* **Data for analysis**
::::::
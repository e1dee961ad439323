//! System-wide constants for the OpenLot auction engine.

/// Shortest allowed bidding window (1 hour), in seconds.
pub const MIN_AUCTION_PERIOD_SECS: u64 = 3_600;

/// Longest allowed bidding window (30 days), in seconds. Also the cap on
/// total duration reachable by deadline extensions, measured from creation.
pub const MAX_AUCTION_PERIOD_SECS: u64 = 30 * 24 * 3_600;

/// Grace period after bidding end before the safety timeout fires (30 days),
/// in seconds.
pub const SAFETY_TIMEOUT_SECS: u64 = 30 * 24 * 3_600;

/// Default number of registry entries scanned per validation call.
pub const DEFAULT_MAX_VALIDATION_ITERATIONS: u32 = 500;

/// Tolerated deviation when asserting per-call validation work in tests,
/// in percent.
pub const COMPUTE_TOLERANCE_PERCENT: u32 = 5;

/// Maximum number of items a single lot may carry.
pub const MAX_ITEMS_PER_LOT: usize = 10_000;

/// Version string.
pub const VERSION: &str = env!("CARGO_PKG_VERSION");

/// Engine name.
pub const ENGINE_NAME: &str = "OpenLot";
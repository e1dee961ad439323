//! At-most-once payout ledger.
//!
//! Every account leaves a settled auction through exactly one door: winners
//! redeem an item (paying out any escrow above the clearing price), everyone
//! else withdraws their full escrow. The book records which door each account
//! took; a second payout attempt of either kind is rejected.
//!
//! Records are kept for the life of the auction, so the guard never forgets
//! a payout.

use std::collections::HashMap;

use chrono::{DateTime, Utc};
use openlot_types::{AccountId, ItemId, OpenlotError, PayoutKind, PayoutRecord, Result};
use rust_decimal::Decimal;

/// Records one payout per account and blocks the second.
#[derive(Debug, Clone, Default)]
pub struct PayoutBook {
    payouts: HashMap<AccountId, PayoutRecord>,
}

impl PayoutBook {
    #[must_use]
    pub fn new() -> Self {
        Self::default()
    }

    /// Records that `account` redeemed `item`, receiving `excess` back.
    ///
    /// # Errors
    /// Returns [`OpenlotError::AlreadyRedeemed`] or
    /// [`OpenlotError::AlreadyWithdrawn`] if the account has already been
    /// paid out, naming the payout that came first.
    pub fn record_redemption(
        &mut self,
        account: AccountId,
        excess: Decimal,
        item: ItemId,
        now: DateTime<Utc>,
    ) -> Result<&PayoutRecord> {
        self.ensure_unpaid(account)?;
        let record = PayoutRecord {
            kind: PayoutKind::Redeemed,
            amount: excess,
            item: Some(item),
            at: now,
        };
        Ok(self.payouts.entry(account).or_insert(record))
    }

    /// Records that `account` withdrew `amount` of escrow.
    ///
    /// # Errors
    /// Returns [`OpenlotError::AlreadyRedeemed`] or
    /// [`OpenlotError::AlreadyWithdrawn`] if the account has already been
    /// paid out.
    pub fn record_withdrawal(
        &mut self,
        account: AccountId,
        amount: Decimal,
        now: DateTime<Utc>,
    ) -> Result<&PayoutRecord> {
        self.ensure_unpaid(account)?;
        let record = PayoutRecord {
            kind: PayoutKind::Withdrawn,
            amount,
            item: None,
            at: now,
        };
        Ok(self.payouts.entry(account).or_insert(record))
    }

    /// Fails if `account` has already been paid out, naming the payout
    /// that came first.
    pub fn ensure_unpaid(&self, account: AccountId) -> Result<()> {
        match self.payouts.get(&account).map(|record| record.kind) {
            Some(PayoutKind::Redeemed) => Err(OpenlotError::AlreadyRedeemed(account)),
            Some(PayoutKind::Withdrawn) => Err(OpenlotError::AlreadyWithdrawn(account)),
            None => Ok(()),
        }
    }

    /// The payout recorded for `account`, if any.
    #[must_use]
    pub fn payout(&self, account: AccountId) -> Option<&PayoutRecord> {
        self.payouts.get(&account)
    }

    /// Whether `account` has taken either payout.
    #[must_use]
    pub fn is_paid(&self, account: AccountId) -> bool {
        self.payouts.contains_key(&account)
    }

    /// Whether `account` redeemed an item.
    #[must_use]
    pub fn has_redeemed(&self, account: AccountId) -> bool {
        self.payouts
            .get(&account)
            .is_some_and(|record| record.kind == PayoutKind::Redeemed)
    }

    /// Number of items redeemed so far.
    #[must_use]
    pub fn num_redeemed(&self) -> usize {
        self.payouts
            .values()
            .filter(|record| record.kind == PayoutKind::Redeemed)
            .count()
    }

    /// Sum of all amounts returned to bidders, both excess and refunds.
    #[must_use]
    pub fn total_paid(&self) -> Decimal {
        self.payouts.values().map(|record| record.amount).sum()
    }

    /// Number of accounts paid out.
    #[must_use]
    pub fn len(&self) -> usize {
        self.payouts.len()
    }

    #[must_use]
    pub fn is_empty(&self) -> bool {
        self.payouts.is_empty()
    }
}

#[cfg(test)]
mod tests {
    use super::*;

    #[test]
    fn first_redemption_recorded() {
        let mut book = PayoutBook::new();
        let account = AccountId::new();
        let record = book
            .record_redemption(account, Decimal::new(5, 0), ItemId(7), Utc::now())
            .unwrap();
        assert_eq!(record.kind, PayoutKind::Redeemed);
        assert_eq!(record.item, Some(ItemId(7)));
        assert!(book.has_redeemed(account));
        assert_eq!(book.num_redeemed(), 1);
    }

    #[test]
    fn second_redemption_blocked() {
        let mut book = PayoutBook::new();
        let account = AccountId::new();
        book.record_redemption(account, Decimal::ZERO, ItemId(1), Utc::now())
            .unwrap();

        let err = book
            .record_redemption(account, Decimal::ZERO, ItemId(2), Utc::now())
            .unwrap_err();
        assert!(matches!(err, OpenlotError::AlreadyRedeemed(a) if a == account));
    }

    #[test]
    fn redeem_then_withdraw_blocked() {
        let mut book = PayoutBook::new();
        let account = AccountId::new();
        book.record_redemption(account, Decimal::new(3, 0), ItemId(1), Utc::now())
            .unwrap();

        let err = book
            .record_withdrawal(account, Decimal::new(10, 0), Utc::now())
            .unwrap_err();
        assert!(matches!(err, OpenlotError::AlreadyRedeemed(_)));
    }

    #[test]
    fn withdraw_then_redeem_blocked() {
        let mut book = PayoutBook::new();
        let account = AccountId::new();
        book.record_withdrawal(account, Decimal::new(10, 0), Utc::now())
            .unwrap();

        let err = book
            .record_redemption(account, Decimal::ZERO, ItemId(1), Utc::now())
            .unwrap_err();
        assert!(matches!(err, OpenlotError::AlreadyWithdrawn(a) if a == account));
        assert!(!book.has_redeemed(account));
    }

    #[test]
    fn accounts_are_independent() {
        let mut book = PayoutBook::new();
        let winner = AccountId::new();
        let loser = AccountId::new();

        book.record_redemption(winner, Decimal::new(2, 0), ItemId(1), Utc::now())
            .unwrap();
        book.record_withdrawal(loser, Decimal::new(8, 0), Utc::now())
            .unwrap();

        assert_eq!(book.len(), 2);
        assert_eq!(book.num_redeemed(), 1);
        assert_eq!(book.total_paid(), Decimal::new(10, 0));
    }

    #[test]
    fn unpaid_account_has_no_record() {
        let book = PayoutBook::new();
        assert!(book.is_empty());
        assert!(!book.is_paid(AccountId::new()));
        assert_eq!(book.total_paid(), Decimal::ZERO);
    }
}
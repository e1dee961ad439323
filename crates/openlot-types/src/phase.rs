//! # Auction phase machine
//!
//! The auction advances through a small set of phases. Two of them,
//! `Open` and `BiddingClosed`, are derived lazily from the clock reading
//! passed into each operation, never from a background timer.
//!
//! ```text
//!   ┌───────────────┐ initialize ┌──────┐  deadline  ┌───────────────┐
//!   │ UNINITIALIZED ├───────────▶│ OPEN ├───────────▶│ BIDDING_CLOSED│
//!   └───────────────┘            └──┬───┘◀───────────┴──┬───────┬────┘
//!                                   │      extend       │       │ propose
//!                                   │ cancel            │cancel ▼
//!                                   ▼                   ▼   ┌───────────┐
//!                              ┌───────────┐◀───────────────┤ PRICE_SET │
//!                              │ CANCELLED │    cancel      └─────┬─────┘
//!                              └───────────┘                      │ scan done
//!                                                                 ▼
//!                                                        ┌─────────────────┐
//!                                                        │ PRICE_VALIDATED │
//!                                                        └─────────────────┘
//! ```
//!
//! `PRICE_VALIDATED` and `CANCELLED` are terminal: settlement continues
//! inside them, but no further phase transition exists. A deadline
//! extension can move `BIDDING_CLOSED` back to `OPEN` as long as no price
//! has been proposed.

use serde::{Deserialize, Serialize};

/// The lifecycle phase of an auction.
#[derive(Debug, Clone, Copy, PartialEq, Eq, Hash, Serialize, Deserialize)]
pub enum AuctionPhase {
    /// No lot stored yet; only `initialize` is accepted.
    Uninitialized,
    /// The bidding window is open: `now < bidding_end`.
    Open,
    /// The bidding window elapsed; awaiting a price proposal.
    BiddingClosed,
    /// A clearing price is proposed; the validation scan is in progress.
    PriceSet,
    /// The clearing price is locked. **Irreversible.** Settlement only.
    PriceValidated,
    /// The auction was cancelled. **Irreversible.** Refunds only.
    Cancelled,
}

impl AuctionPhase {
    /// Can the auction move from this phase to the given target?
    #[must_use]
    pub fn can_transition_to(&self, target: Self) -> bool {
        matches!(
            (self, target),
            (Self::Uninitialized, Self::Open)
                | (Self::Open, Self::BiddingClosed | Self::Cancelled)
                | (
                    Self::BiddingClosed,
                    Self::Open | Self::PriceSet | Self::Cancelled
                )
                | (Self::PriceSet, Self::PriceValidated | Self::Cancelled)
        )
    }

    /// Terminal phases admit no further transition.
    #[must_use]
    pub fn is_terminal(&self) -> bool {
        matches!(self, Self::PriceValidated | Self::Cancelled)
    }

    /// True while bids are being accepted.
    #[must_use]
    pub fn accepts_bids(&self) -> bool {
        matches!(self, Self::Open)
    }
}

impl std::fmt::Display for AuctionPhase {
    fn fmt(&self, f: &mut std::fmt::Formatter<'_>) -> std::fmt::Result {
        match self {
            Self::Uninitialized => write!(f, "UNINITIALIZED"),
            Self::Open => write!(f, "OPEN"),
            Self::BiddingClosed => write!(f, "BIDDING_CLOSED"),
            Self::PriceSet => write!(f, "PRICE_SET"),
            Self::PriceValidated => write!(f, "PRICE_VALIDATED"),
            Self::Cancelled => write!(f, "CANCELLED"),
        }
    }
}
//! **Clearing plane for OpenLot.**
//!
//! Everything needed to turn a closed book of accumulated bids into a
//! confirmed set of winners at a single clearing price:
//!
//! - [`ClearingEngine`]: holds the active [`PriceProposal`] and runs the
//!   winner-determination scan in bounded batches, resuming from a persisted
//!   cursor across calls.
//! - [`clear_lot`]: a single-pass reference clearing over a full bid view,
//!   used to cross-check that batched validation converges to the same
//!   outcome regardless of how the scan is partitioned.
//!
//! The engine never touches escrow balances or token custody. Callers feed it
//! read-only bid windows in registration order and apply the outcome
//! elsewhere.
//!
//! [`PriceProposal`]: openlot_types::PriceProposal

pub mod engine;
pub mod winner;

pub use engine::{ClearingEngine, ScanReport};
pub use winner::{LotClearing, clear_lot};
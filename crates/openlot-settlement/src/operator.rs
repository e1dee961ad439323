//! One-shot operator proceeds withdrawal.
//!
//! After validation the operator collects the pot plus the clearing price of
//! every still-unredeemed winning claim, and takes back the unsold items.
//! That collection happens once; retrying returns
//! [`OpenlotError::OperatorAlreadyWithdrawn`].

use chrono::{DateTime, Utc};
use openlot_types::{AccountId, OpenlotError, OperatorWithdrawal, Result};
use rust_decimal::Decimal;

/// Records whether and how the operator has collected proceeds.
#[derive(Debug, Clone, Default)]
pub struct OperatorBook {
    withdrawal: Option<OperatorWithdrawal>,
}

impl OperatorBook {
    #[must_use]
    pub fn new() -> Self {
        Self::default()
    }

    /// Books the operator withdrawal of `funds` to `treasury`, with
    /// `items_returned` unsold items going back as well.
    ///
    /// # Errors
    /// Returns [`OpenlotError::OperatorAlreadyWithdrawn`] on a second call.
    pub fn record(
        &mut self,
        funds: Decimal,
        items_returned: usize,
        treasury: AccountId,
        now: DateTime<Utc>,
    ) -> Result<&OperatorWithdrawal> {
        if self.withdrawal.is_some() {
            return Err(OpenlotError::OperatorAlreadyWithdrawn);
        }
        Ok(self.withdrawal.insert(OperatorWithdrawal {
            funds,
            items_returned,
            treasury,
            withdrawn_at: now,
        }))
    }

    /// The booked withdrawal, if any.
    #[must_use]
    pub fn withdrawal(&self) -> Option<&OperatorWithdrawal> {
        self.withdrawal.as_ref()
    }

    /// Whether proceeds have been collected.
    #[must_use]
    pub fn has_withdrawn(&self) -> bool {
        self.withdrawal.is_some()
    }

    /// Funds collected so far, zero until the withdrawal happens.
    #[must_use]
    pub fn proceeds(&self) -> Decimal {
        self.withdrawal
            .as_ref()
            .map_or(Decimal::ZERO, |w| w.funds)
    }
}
::::::
* **What to produce**
Filter the entries above and return only the lines holding "move".

* **Finished exercise**
//! extension can move `BIDDING_CLOSED` back to `OPEN` as long as no price
    /// Can the auction move from this phase to the given target?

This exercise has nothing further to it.